About this exercise:
The records shown below are to be repeated exactly and completely.
☆ ☆ ☆ ☆
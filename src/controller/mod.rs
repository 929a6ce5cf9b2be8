mod dispatch;
mod gestures;
mod handle;
mod interface;
mod state;

pub use handle::{ViewfinderController, ViewfinderControllerBuilder};
pub use state::{Viewfinder, ViewfinderSnapshot};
☆ ☆ ☆ ☆
Task answer:
filename src/controller/mod.rs
repository 929a6ce5cf9b2be8
mod dispatch;
mod gestures;
mod handle;
mod interface;
mod state;

pub use handle::{ViewfinderController, ViewfinderControllerBuilder};
pub use state::{Viewfinder, ViewfinderSnapshot};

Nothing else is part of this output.